╭─ DATA PROVIDED
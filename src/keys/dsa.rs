//! DSA keys.

use std::fmt;

use openssl::{
    bn::{BigNum, BigNumRef},
    dsa::{Dsa, DsaSig},
    pkey::{PKey, Params, Public},
};

use crate::{
    error::Error,
    hash::HashAlgorithm,
    keys::{PrivateKey, Signer},
    provider::{Attribute, AttributeType, Mechanism, Provider, TokenSession},
};

//------------ DsaParameters -------------------------------------------------

/// The domain parameters p, q and g keys are generated with.
#[derive(Clone)]
pub struct DsaParameters {
    params: Dsa<Params>,
}

impl DsaParameters {
    pub fn from_components(p: BigNum, q: BigNum, g: BigNum) -> Result<Self, Error> {
        Ok(DsaParameters {
            params: Dsa::from_pqg(p, q, g)?,
        })
    }

    /// Generates new parameters with a prime p of the given size.
    ///
    /// This takes a while for larger sizes.
    pub fn generate(bits: u32) -> Result<Self, Error> {
        Ok(DsaParameters {
            params: Dsa::generate_params(bits)?,
        })
    }

    pub fn p(&self) -> &BigNumRef {
        self.params.p()
    }

    pub fn q(&self) -> &BigNumRef {
        self.params.q()
    }

    pub fn g(&self) -> &BigNumRef {
        self.params.g()
    }

    /// The size of p and q in bits, the L and N of FIPS 186.
    pub fn sizes(&self) -> (u32, u32) {
        (self.p().num_bits() as u32, self.q().num_bits() as u32)
    }

    pub(crate) fn attributes(&self) -> [Attribute; 3] {
        [
            Attribute::Prime(self.p().to_vec()),
            Attribute::Subprime(self.q().to_vec()),
            Attribute::Base(self.g().to_vec()),
        ]
    }
}

impl fmt::Debug for DsaParameters {
    fn fmt(&self, f: &mut fmt::Formatter) -> fmt::Result {
        let (l, n) = self.sizes();
        f.debug_struct("DsaParameters").field("l", &l).field("n", &n).finish()
    }
}

impl fmt::Display for DsaParameters {
    fn fmt(&self, f: &mut fmt::Formatter) -> fmt::Result {
        let (l, n) = self.sizes();
        write!(f, "L{}N{}", l, n)
    }
}

/// Decodes a DSA public key from its domain parameters and CKA_VALUE.
pub(crate) fn public_key_from_attributes(attributes: &[Attribute]) -> Result<PKey<Public>, Error> {
    let component = |attr_type, name| {
        Attribute::find_bytes(attributes, attr_type)
            .filter(|value| !value.is_empty())
            .ok_or_else(|| Error::KeyDecode(format!("missing DSA {}", name)))
            .and_then(|value| Ok(BigNum::from_slice(value)?))
    };

    let dsa = Dsa::from_public_components(
        component(AttributeType::Prime, "prime")?,
        component(AttributeType::Subprime, "subprime")?,
        component(AttributeType::Base, "base")?,
        component(AttributeType::Value, "public value")?,
    )?;
    Ok(PKey::from_dsa(dsa)?)
}

//------------ DsaKeyPair ----------------------------------------------------

/// A DSA key pair held by a token.
#[derive(Debug)]
pub struct DsaKeyPair<'c, P: Provider> {
    key: PrivateKey<'c, P>,
}

impl<'c, P: Provider> DsaKeyPair<'c, P> {
    pub(crate) fn new(key: PrivateKey<'c, P>) -> Self {
        DsaKeyPair { key }
    }

    /// The size of the subprime q in bytes.
    pub fn q_len(&self) -> usize {
        match self.key.public_key().dsa() {
            Ok(dsa) => dsa.q().num_bytes() as usize,
            Err(_) => 0,
        }
    }

    pub fn private_key(&self) -> &PrivateKey<'c, P> {
        &self.key
    }
}

impl<P: Provider> Signer for DsaKeyPair<'_, P> {
    fn public_key(&self) -> &PKey<Public> {
        self.key.public_key()
    }

    /// Signs a digest with DSA, returning the DER encoded signature.
    ///
    /// A digest longer than q is cut down to its leftmost q bytes first.
    fn sign(&self, digest: &[u8], hash: HashAlgorithm) -> Result<Vec<u8>, Error> {
        hash.check_digest(digest)?;
        let q_len = self.q_len();
        if q_len == 0 {
            return Err(Error::KeyDecode("DSA public key without subprime".to_string()));
        }
        let digest = &digest[..digest.len().min(q_len)];

        let desc = "Signing with DSA key";
        let handle = self.key.handle();
        let raw = self.key.context().with_session(desc, |session| {
            session
                .sign(&Mechanism::Dsa, handle, digest)
                .map_err(|err| Error::token(desc, err))
        })?;

        if raw.len() != 2 * q_len {
            return Err(Error::KeyDecode(format!(
                "DSA signature of length {} for a {} byte subprime",
                raw.len(),
                q_len
            )));
        }
        let (r, s) = raw.split_at(q_len);
        let sig = DsaSig::from_private_components(BigNum::from_slice(r)?, BigNum::from_slice(s)?)?;
        Ok(sig.to_der()?)
    }

    fn delete(self) -> Result<(), Error> {
        self.key.delete()
    }
}

//------------ Tests ---------------------------------------------------------

#[cfg(test)]
mod tests {
    use super::*;

    #[test]
    fn decode_public_key() {
        let dsa = Dsa::generate(1024).unwrap();
        let mut attrs = vec![
            Attribute::Prime(dsa.p().to_vec()),
            Attribute::Subprime(dsa.q().to_vec()),
            Attribute::Base(dsa.g().to_vec()),
            Attribute::Value(dsa.pub_key().to_vec()),
        ];
        let public_key = public_key_from_attributes(&attrs).unwrap();
        assert_eq!(dsa.pub_key().to_vec(), public_key.dsa().unwrap().pub_key().to_vec());

        attrs.pop();
        assert!(matches!(public_key_from_attributes(&attrs), Err(Error::KeyDecode(_))));
    }

    #[test]
    fn parameter_sizes() {
        let dsa = Dsa::generate(1024).unwrap();
        let params = DsaParameters::from_components(
            dsa.p().to_owned().unwrap(),
            dsa.q().to_owned().unwrap(),
            dsa.g().to_owned().unwrap(),
        )
        .unwrap();
        assert_eq!((1024, 160), params.sizes());
        assert_eq!("L1024N160", params.to_string());
        assert_eq!(Some(&dsa.q().to_vec()[..]), Attribute::find_bytes(&params.attributes(), AttributeType::Subprime));
    }
}
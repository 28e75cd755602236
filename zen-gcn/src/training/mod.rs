//! Optimizers and loss functions shared by the graph trainers
//!
//! Everything in here works on flat parameter slices or dense per-row
//! predictions and knows nothing about graphs. The GCN trainer in
//! [`crate::gnn::training`] flattens its parameter store into the shape these
//! components expect.

use num_traits::Float;

#[cfg(feature = "serde")]
use serde::{Deserialize, Serialize};

/// Optimizer implementations
pub mod optimizers;
pub use optimizers::*;

/// Loss function library
pub mod losses;
pub use losses::*;

/// Errors raised by optimizers and loss functions
#[derive(Debug, Clone, PartialEq, thiserror::Error)]
pub enum TrainingError {
    #[error("Invalid training data: {0}")]
    InvalidData(String),

    #[error("Training failed: {0}")]
    TrainingFailed(String),
}

/// Optimizer selection with its hyperparameters
#[cfg_attr(feature = "serde", derive(Serialize, Deserialize))]
#[cfg_attr(feature = "serde", serde(rename_all = "lowercase"))]
#[derive(Debug, Clone, Copy, PartialEq)]
pub enum OptimizerType {
    /// Stochastic Gradient Descent with optional momentum
    SGD { momentum: f32 },
    /// Adam with bias correction
    Adam { beta1: f32, beta2: f32, epsilon: f32 },
}

impl Default for OptimizerType {
    fn default() -> Self {
        OptimizerType::Adam {
            beta1: 0.9,
            beta2: 0.999,
            epsilon: 1e-8,
        }
    }
}

/// Optimizer trait for zen training loops
pub trait ZenOptimizer<T: Float>: Send + Sync {
    fn initialize(&mut self, parameter_count: usize) -> Result<(), TrainingError>;
    fn update_parameters(&mut self, parameters: Vec<&mut T>, gradients: &[T]) -> Result<(), TrainingError>;
    fn set_learning_rate(&mut self, lr: T);
    fn get_learning_rate(&self) -> T;
    fn reset(&mut self);
}

/// Loss function trait, evaluated one sample at a time
pub trait ZenLossFunction<T: Float>: Send + Sync {
    fn compute_loss(&self, predictions: &[T], targets: &[T]) -> Result<T, TrainingError>;
    fn compute_gradient(&self, predictions: &[T], targets: &[T]) -> Result<Vec<T>, TrainingError>;
}

/// Small numerical helpers used by optimizers and trainers
pub struct NumericalUtils;

impl NumericalUtils {
    /// Check if a value is finite and not NaN
    pub fn is_finite<T: Float>(value: T) -> bool {
        value.is_finite() && !value.is_nan()
    }

    /// Compute the L2 norm of a vector
    pub fn l2_norm<T: Float>(vector: &[T]) -> T {
        vector
            .iter()
            .map(|x| *x * *x)
            .fold(T::zero(), |acc, x| acc + x)
            .sqrt()
    }

    /// Numerically stable log-sum-exp
    pub fn log_sum_exp<T: Float>(values: &[T]) -> T {
        let max = values
            .iter()
            .fold(T::neg_infinity(), |max, &x| if x > max { x } else { max });
        if !max.is_finite() {
            return max;
        }
        let sum = values
            .iter()
            .fold(T::zero(), |acc, &x| acc + (x - max).exp());
        max + sum.ln()
    }
}
//! Reverse-mode automatic differentiation over dense matrices
//!
//! A [`Tape`] is an arena of nodes appended in evaluation order. Each node
//! owns its forward value and remembers the operation and parent handles
//! that produced it. Since parents always precede children, walking the arena
//! backwards is a valid reverse topological order; [`Tape::backward`] does
//! exactly that and accumulates gradients into each parent.
//!
//! The tape is rebuilt for every forward pass and dropped after backward.
//! Parameter nodes hold a copy of the tensor at record time, so the
//! [`ParameterStore`] can be mutated freely once the gradients are out.
//!
//! ```rust
//! use ndarray::array;
//! use zen_gcn::autograd::Tape;
//!
//! let mut tape = Tape::new();
//! let x = tape.input(array![[1.0, 2.0]]);
//! let w = tape.input(array![[3.0], [4.0]]);
//! let y = tape.matmul(x, w)?;
//! let grads = tape.backward(y)?;
//! assert_eq!(grads.wrt(w), Some(&array![[1.0f32], [2.0]]));
//! # Ok::<(), zen_gcn::gnn::GNNError>(())
//! ```

use std::collections::BTreeMap;
use std::sync::Arc;

use ndarray::{Array2, Axis, Zip};

use crate::gnn::aggregation::{AggregationStrategy, MessagePlan, ReduceRouting};
use crate::gnn::{GNNError, GNNResult};
use crate::training::CrossEntropyLoss;

pub mod params;
pub use params::ParameterStore;

/// Dense row-major matrix used for every value on the tape
pub type Matrix = Array2<f32>;

/// Handle to a node on a [`Tape`]
#[derive(Debug, Clone, Copy, PartialEq, Eq, Hash, PartialOrd, Ord)]
pub struct Var(usize);

impl Var {
    pub fn index(self) -> usize {
        self.0
    }
}

#[derive(Debug)]
enum Op {
    Input,
    Parameter(String),
    MatMul(Var, Var),
    /// Broadcast a `1 x n` bias over every row
    AddBias(Var, Var),
    Relu(Var),
    Send {
        input: Var,
        plan: Arc<MessagePlan>,
    },
    Reduce {
        input: Var,
        routing: ReduceRouting,
    },
    GatherRows {
        input: Var,
        rows: Vec<usize>,
    },
    /// Gradient w.r.t. the logits is produced alongside the loss
    CrossEntropy {
        input: Var,
        grad: Matrix,
    },
}

#[derive(Debug)]
struct Node {
    value: Matrix,
    op: Op,
}

/// Arena of recorded operations
#[derive(Debug, Default)]
pub struct Tape {
    nodes: Vec<Node>,
}

impl Tape {
    pub fn new() -> Self {
        Self::default()
    }

    /// Number of recorded nodes
    pub fn len(&self) -> usize {
        self.nodes.len()
    }

    pub fn is_empty(&self) -> bool {
        self.nodes.is_empty()
    }

    /// Forward value of `var`
    pub fn value(&self, var: Var) -> &Matrix {
        &self.nodes[var.0].value
    }

    pub fn shape(&self, var: Var) -> (usize, usize) {
        self.value(var).dim()
    }

    fn push(&mut self, value: Matrix, op: Op) -> Var {
        self.nodes.push(Node { value, op });
        Var(self.nodes.len() - 1)
    }

    /// Constant leaf; gradients are computed but never applied
    pub fn input(&mut self, value: Matrix) -> Var {
        self.push(value, Op::Input)
    }

    /// Leaf holding a copy of a named parameter
    pub fn parameter(&mut self, store: &ParameterStore, name: &str) -> GNNResult<Var> {
        let value = store.get(name)?.clone();
        Ok(self.push(value, Op::Parameter(name.to_string())))
    }

    pub fn matmul(&mut self, a: Var, b: Var) -> GNNResult<Var> {
        let (lhs, rhs) = (self.value(a), self.value(b));
        if lhs.ncols() != rhs.nrows() {
            return Err(GNNError::DimensionMismatch(format!(
                "Cannot multiply {:?} by {:?}",
                lhs.dim(),
                rhs.dim()
            )));
        }
        let value = lhs.dot(rhs);
        Ok(self.push(value, Op::MatMul(a, b)))
    }

    pub fn add_bias(&mut self, a: Var, bias: Var) -> GNNResult<Var> {
        let (input, b) = (self.value(a), self.value(bias));
        if b.nrows() != 1 || b.ncols() != input.ncols() {
            return Err(GNNError::DimensionMismatch(format!(
                "Bias of shape {:?} cannot be added to {:?}",
                b.dim(),
                input.dim()
            )));
        }
        let value = input + b;
        Ok(self.push(value, Op::AddBias(a, bias)))
    }

    pub fn relu(&mut self, a: Var) -> Var {
        let value = self.value(a).mapv(|x| x.max(0.0));
        self.push(value, Op::Relu(a))
    }

    /// Per-edge messages from per-node payloads
    pub fn send(&mut self, input: Var, plan: &Arc<MessagePlan>) -> GNNResult<Var> {
        let value = plan.send(self.value(input).view())?;
        Ok(self.push(
            value,
            Op::Send {
                input,
                plan: Arc::clone(plan),
            },
        ))
    }

    /// Reduce per-edge messages onto their target nodes
    pub fn reduce(
        &mut self,
        messages: Var,
        strategy: &dyn AggregationStrategy,
        plan: &MessagePlan,
    ) -> GNNResult<Var> {
        let aggregated = strategy.aggregate(self.value(messages), plan.adjacency())?;
        Ok(self.push(
            aggregated.values,
            Op::Reduce {
                input: messages,
                routing: aggregated.routing,
            },
        ))
    }

    /// Select rows (in the given order, repeats allowed)
    pub fn gather_rows(&mut self, input: Var, rows: &[usize]) -> GNNResult<Var> {
        let source = self.value(input);
        if let Some(&bad) = rows.iter().find(|&&r| r >= source.nrows()) {
            return Err(GNNError::InvalidInput(format!(
                "Row {} out of range for {} rows",
                bad,
                source.nrows()
            )));
        }
        let value = source.select(Axis(0), rows);
        Ok(self.push(
            value,
            Op::GatherRows {
                input,
                rows: rows.to_vec(),
            },
        ))
    }

    /// Softmax cross-entropy of `logits` rows against `labels`, as a `1 x 1` scalar
    pub fn cross_entropy(
        &mut self,
        logits: Var,
        labels: &[usize],
        loss: &CrossEntropyLoss<f32>,
    ) -> GNNResult<Var> {
        let (value, grad) = loss.batch_loss(self.value(logits).view(), labels)?;
        Ok(self.push(
            Array2::from_elem((1, 1), value),
            Op::CrossEntropy {
                input: logits,
                grad,
            },
        ))
    }

    /**
     * Reverse pass from a scalar output.
     *
     * Returns gradients for every node that `output` depends on. Nodes
     * recorded after `output` are ignored.
     */
    pub fn backward(&self, output: Var) -> GNNResult<Gradients> {
        if self.shape(output) != (1, 1) {
            return Err(GNNError::InvalidInput(format!(
                "Backward needs a scalar output, got shape {:?}",
                self.shape(output)
            )));
        }

        let mut grads: Vec<Option<Matrix>> = vec![None; output.0 + 1];
        grads[output.0] = Some(Array2::ones((1, 1)));

        for idx in (0..=output.0).rev() {
            let Some(g) = grads[idx].take() else {
                continue;
            };

            match &self.nodes[idx].op {
                Op::Input | Op::Parameter(_) => {}
                Op::MatMul(a, b) => {
                    accumulate(&mut grads, *a, g.dot(&self.value(*b).t()));
                    accumulate(&mut grads, *b, self.value(*a).t().dot(&g));
                }
                Op::AddBias(a, bias) => {
                    accumulate(&mut grads, *bias, g.sum_axis(Axis(0)).insert_axis(Axis(0)));
                    accumulate(&mut grads, *a, g.clone());
                }
                Op::Relu(a) => {
                    let mut masked = g.clone();
                    Zip::from(&mut masked)
                        .and(self.value(*a))
                        .for_each(|grad, &x| {
                            if x <= 0.0 {
                                *grad = 0.0;
                            }
                        });
                    accumulate(&mut grads, *a, masked);
                }
                Op::Send { input, plan } => {
                    accumulate(&mut grads, *input, plan.send_backward(g.view()));
                }
                Op::Reduce { input, routing } => {
                    accumulate(&mut grads, *input, routing.backward(g.view()));
                }
                Op::GatherRows { input, rows } => {
                    let mut scattered = Array2::zeros(self.shape(*input));
                    for (i, &row) in rows.iter().enumerate() {
                        let mut target = scattered.row_mut(row);
                        target += &g.row(i);
                    }
                    accumulate(&mut grads, *input, scattered);
                }
                Op::CrossEntropy { input, grad } => {
                    accumulate(&mut grads, *input, grad * g[[0, 0]]);
                }
            }

            grads[idx] = Some(g);
        }

        let parameters = self.nodes[..=output.0]
            .iter()
            .enumerate()
            .filter_map(|(idx, node)| match &node.op {
                Op::Parameter(name) => Some((Var(idx), name.clone())),
                _ => None,
            })
            .collect();

        let shapes = self.nodes[..=output.0].iter().map(|n| n.value.dim()).collect();

        Ok(Gradients {
            grads,
            shapes,
            parameters,
        })
    }
}

fn accumulate(grads: &mut [Option<Matrix>], var: Var, g: Matrix) {
    match &mut grads[var.0] {
        Some(existing) => *existing += &g,
        slot @ None => *slot = Some(g),
    }
}

/// Result of [`Tape::backward`]
#[derive(Debug)]
pub struct Gradients {
    grads: Vec<Option<Matrix>>,
    shapes: Vec<(usize, usize)>,
    parameters: Vec<(Var, String)>,
}

impl Gradients {
    /// Gradient of the output with respect to `var`, if `var` influenced it
    pub fn wrt(&self, var: Var) -> Option<&Matrix> {
        self.grads.get(var.0).and_then(Option::as_ref)
    }

    /**
     * Gradients keyed by parameter name.
     *
     * A parameter recorded more than once has its gradients summed; one that
     * did not influence the output gets zeros.
     */
    pub fn parameter_gradients(&self) -> BTreeMap<String, Matrix> {
        let mut by_name: BTreeMap<String, Matrix> = BTreeMap::new();

        for (var, name) in &self.parameters {
            let grad = match self.wrt(*var) {
                Some(g) => g.clone(),
                None => Array2::zeros(self.shapes[var.0]),
            };
            match by_name.get_mut(name) {
                Some(existing) => *existing += &grad,
                None => {
                    by_name.insert(name.clone(), grad);
                }
            }
        }

        by_name
    }
}
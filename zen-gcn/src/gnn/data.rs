/**
 * @file zen-gcn/src/gnn/data.rs
 * @brief Graph data structures for message passing
 *
 * This module holds the graph representation consumed by the GCN layers:
 * a node feature matrix plus an adjacency list with forward and backward
 * lookup tables. Edges are directed; undirected input is symmetrized so that
 * every undirected edge carries messages both ways.
 *
 * ## Key Data Structures:
 *
 * - **GraphData**: node features, connectivity and optional metadata
 * - **AdjacencyList**: edge list with per-node outgoing/incoming lookups
 * - **LabeledNodes**: the supervised subset used by semi-supervised training
 *
 * Every node carries a per-node list of incoming edge indices, kept in edge
 * order. Reducers walk these lists so the accumulation order for a node never
 * depends on how the work is scheduled.
 *
 * @see crate::gnn::aggregation Reducers over incoming edges
 * @see crate::gnn::karate Built-in karate club graph
 */

use std::collections::{HashMap, HashSet};

use ndarray::{Array2, ArrayView1};
use ndarray_rand::RandomExt;
use rand::distributions::Uniform;

#[cfg(feature = "serde")]
use serde::{Deserialize, Serialize};

use super::{GNNError, GNNResult};

// === TYPE ALIASES FOR CLARITY ===

/// Node feature matrix type: [num_nodes, node_feature_dim]
pub type NodeFeatures = Array2<f32>;

/// Node index type for graph operations
pub type NodeIndex = usize;

/// Edge index type for graph operations
pub type EdgeIndex = usize;

// === CORE DATA STRUCTURES ===

/// A graph with dense node features
#[cfg_attr(feature = "serde", derive(Serialize, Deserialize))]
#[derive(Debug, Clone)]
pub struct GraphData {
    /// Node feature matrix: [num_nodes, node_feature_dim]
    pub node_features: NodeFeatures,

    /// Directed connectivity
    pub adjacency_list: AdjacencyList,

    /// Graph metadata (ground-truth labels)
    pub metadata: GraphMetadata,
}

/**
 * Directed adjacency with lookup tables for message passing.
 *
 * `edges[e] = (source, target)` means a message flows from `source` to
 * `target` along edge `e`. Parallel edges are kept; each one sends its own
 * message.
 */
#[cfg_attr(feature = "serde", derive(Serialize, Deserialize))]
#[derive(Debug, Clone, PartialEq)]
pub struct AdjacencyList {
    /// Edge list as (source, target) pairs
    pub edges: Vec<(NodeIndex, NodeIndex)>,

    /// Forward adjacency: node -> list of outgoing neighbors
    pub forward_adj: HashMap<NodeIndex, Vec<NodeIndex>>,

    /// Backward adjacency: node -> list of incoming neighbors
    pub backward_adj: HashMap<NodeIndex, Vec<NodeIndex>>,

    /// Edge index lookup: (source, target) -> first matching edge index
    pub edge_index: HashMap<(NodeIndex, NodeIndex), EdgeIndex>,

    /// Incoming edge indices per node, in edge order
    pub incoming_edges: Vec<Vec<EdgeIndex>>,

    /// Number of nodes in the graph
    pub num_nodes: usize,

    /// Number of edges in the graph
    pub num_edges: usize,
}

/// Graph metadata for additional information
#[cfg_attr(feature = "serde", derive(Serialize, Deserialize))]
#[derive(Debug, Clone, Default)]
pub struct GraphMetadata {
    /// Ground-truth node labels, when known
    pub node_labels: Option<Vec<usize>>,
}

/// Node ids with their class labels for the supervised loss
#[cfg_attr(feature = "serde", derive(Serialize, Deserialize))]
#[derive(Debug, Clone, PartialEq, Eq)]
pub struct LabeledNodes {
    pub(crate) nodes: Vec<NodeIndex>,
    pub(crate) labels: Vec<usize>,
}

// === IMPLEMENTATIONS ===

impl GraphData {
    /**
     * Create a graph from node features and directed edges.
     *
     * ```rust
     * use ndarray::Array2;
     * use zen_gcn::gnn::data::GraphData;
     *
     * let features = Array2::<f32>::eye(3);
     * let graph = GraphData::new(features, vec![(0, 1), (1, 2), (2, 0)])?;
     * assert_eq!(graph.num_nodes(), 3);
     * assert_eq!(graph.num_edges(), 3);
     * # Ok::<(), zen_gcn::gnn::GNNError>(())
     * ```
     */
    pub fn new(
        node_features: NodeFeatures,
        adjacency_edges: Vec<(NodeIndex, NodeIndex)>,
    ) -> GNNResult<Self> {
        let num_nodes = node_features.nrows();
        let adjacency_list = AdjacencyList::new(adjacency_edges, num_nodes)?;

        Ok(Self {
            node_features,
            adjacency_list,
            metadata: GraphMetadata::default(),
        })
    }

    /// Create a graph from undirected edges, adding both directions
    pub fn from_undirected(
        node_features: NodeFeatures,
        undirected_edges: &[(NodeIndex, NodeIndex)],
    ) -> GNNResult<Self> {
        let num_nodes = node_features.nrows();
        let adjacency_list = AdjacencyList::undirected(undirected_edges, num_nodes)?;

        Ok(Self {
            node_features,
            adjacency_list,
            metadata: GraphMetadata::default(),
        })
    }

    /// Undirected graph whose features are the identity matrix
    pub fn one_hot(num_nodes: usize, undirected_edges: &[(NodeIndex, NodeIndex)]) -> GNNResult<Self> {
        Self::from_undirected(Array2::eye(num_nodes), undirected_edges)
    }

    /// Get number of nodes in the graph
    pub fn num_nodes(&self) -> usize {
        self.node_features.nrows()
    }

    /// Get number of directed edges in the graph
    pub fn num_edges(&self) -> usize {
        self.adjacency_list.num_edges
    }

    /// Get node feature dimension
    pub fn node_feature_dim(&self) -> usize {
        self.node_features.ncols()
    }

    /// Get node features for a specific node
    pub fn node_features_for(&self, node_idx: NodeIndex) -> GNNResult<ArrayView1<f32>> {
        if node_idx >= self.num_nodes() {
            return Err(GNNError::InvalidInput(format!(
                "Node index {} out of bounds for {} nodes",
                node_idx,
                self.num_nodes()
            )));
        }

        Ok(self.node_features.row(node_idx))
    }

    /// Get neighbors of a node (outgoing edges)
    pub fn neighbors(&self, node_idx: NodeIndex) -> Vec<NodeIndex> {
        self.adjacency_list
            .forward_adj
            .get(&node_idx)
            .cloned()
            .unwrap_or_default()
    }

    /// Get incoming neighbors of a node (for undirected graphs, same as neighbors)
    pub fn incoming_neighbors(&self, node_idx: NodeIndex) -> Vec<NodeIndex> {
        self.adjacency_list
            .backward_adj
            .get(&node_idx)
            .cloned()
            .unwrap_or_default()
    }

    /// Get degree (number of outgoing edges) for a node
    pub fn degree(&self, node_idx: NodeIndex) -> usize {
        self.adjacency_list.out_degree(node_idx)
    }

    /// Add metadata to the graph
    pub fn with_metadata(mut self, metadata: GraphMetadata) -> Self {
        self.metadata = metadata;
        self
    }
}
╰─
Look above for the line holding "Numerically stable log-sum-exp". Print it and every line after it, exactly, through the line holding "and parent handles".

# ANSWER TO THE EXERCISE
    /// Numerically stable log-sum-exp
    pub fn log_sum_exp<T: Float>(values: &[T]) -> T {
        let max = values
            .iter()
            .fold(T::neg_infinity(), |max, &x| if x > max { x } else { max });
        if !max.is_finite() {
            return max;
        }
        let sum = values
            .iter()
            .fold(T::zero(), |acc, &x| acc + (x - max).exp());
        max + sum.ln()
    }
}
//! Reverse-mode automatic differentiation over dense matrices
//!
//! A [`Tape`] is an arena of nodes appended in evaluation order. Each node
//! owns its forward value and remembers the operation and parent handles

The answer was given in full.